Author Archive

Child of Europe

Posted in Poetry with tags , , on April 14, 2016 by telescoper

The poet Czeslaw Milosz was the winner of the Nobel Prize for Literature in 1980. He was born in Lithuania, in 1911, to a family of Polish origin.  He experienced at first hand the suffering caused by the Nazi terror and genocide, the war, and later, Stalinist tyranny.  His Nobel Prize citation states that he ” with uncompromising clear-sightedness voices man’s exposed condition in a world of severe conflicts”. This example of his poetry, written (I believe) in Poland in 1945, is a particularly powerful example.

1

We, whose lungs fill with the sweetness of day,

Who in May admire trees flowering,
Are better than those who perished.

We, who taste of exotic dishes,
And enjoy fully the delights of love,
Are better than those who were buried.

We, from the fiery furnaces, from behind barbed wires
On which the winds of endless Autumns howled,
We, who remember battles where the wounded air roared in paroxysms of pain,
We, saved by our own cunning and knowledge.

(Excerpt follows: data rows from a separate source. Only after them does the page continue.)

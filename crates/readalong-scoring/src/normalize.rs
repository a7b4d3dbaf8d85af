/// Punctuation stripped before comparison. Only this set; hyphens and other
/// marks stay part of the word.
const PUNCTUATION: [char; 10] = ['.', ',', '!', '?', ';', ':', '"', '\'', '(', ')'];

/// Canonicalize raw text: lower-case, strip punctuation, collapse whitespace
/// runs to single spaces, trim.
pub fn normalize(text: &str) -> String {
    let lowered = text.to_lowercase();
    let stripped: String = lowered.chars().filter(|c| !PUNCTUATION.contains(c)).collect();
    stripped.split_whitespace().collect::<Vec<_>>().join(" ")
}

/// Normalize and split into comparison tokens.
///
/// Splitting an empty normalized string on ' ' yields one empty-string token,
/// not zero tokens. Callers rely on that boundary: a whitespace-only
/// transcript compares as a single empty token at every reference position.
pub fn tokenize(text: &str) -> Vec<String> {
    normalize(text).split(' ').map(str::to_owned).collect()
}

By sending others to the more exposed positions,
Urging them loudly to fight on,
Ourselves withdrawing in certainty of the cause lost.

Having the choice of our own death and that of a friend,
We chose his, coldly thinking: let it be done quickly.

We sealed gas chamber doors, stole bread,
Knowing the next day would be harder to bear than the day before.

As befits human beings, we explored good and evil.
Our malignant wisdom has no like on this planet.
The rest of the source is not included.